* _Exercise instructions_
In the records below, find each line with the word "None" and copy it.

* _Available records_
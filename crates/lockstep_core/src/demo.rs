//! # Demo Feeding
//!
//! A demo is a recorded list of per-tic commands. While one is attached to
//! [`crate::LoopState::demo`], the simulation reads commands from it instead
//! of the tic history. Decoding demo files belongs to the loader; this
//! module only plays back what it is given.

use std::collections::HashMap;

use crate::ticcmd::{TicCmd, MAXPLAYERS};

/// Recorded commands for one demo.
#[derive(Debug, Clone, PartialEq, Eq, Default)]
pub struct DemoScript {
    /// Lump name the demo was loaded from.
    pub name: String,
    /// Map the demo was recorded on.
    pub map: u32,
    /// Which players were recorded.
    pub players: [bool; MAXPLAYERS],
    /// One entry per logical tic.
    pub tics: Vec<[TicCmd; MAXPLAYERS]>,
}

impl DemoScript {
    /// A single-player demo recorded on map 1.
    #[must_use]
    pub fn single(name: impl Into<String>, cmds: impl IntoIterator<Item = TicCmd>) -> Self {
        let mut players = [false; MAXPLAYERS];
        players[0] = true;
        Self {
            name: name.into(),
            map: 1,
            players,
            tics: cmds
                .into_iter()
                .map(|cmd| {
                    let mut tic = [TicCmd::default(); MAXPLAYERS];
                    tic[0] = cmd;
                    tic
                })
                .collect(),
        }
    }

    /// Number of recorded tics.
    #[must_use]
    pub fn len(&self) -> usize {
        self.tics.len()
    }

    /// Returns true if nothing was recorded.
    #[must_use]
    pub fn is_empty(&self) -> bool {
        self.tics.is_empty()
    }
}

/// Playback cursor over a [`DemoScript`].
#[derive(Debug, Clone)]
pub struct DemoPlayback {
    script: DemoScript,
    cursor: usize,
    finished: bool,
}

impl DemoPlayback {
    /// Starts playback at the first tic.
    #[must_use]
    pub fn new(script: DemoScript) -> Self {
        Self {
            script,
            cursor: 0,
            finished: false,
        }
    }

    /// Commands for the next logical tic, or `None` once the demo ends.
    pub fn next_tic(&mut self) -> Option<[TicCmd; MAXPLAYERS]> {
        let Some(tic) = self.script.tics.get(self.cursor).copied() else {
            self.finished = true;
            return None;
        };
        self.cursor += 1;
        Some(tic)
    }

    /// Commands of the tic most recently returned by [`Self::next_tic`].
    ///
    /// `None` before the first tic and after the demo ran out.
    #[must_use]
    pub fn current(&self) -> Option<[TicCmd; MAXPLAYERS]> {
        if self.finished {
            return None;
        }
        self.cursor
            .checked_sub(1)
            .and_then(|index| self.script.tics.get(index).copied())
    }

    /// Returns true once [`Self::next_tic`] has run past the end.
    #[must_use]
    pub const fn is_finished(&self) -> bool {
        self.finished
    }

    /// Tics played so far.
    #[must_use]
    pub const fn position(&self) -> usize {
        self.cursor
    }

    /// Name of the demo being played.
    #[must_use]
    pub fn name(&self) -> &str {
        &self.script.name
    }

    /// Which players the demo drives.
    #[must_use]
    pub const fn players(&self) -> [bool; MAXPLAYERS] {
        self.script.players
    }

    /// Map the demo plays on.
    #[must_use]
    pub const fn map(&self) -> u32 {
        self.script.map
    }
}

/// Source of recorded demos.
pub trait DemoLibrary {
    /// Loads the demo stored under `name`, if it exists.
    fn load(&self, name: &str) -> Option<DemoScript>;
}

impl DemoLibrary for HashMap<String, DemoScript> {
    fn load(&self, name: &str) -> Option<DemoScript> {
        self.get(name).cloned()
    }
}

* _Expected answer_
    /// Commands for the next logical tic, or `None` once the demo ends.
            return None;
    /// `None` before the first tic and after the demo ran out.
            return None;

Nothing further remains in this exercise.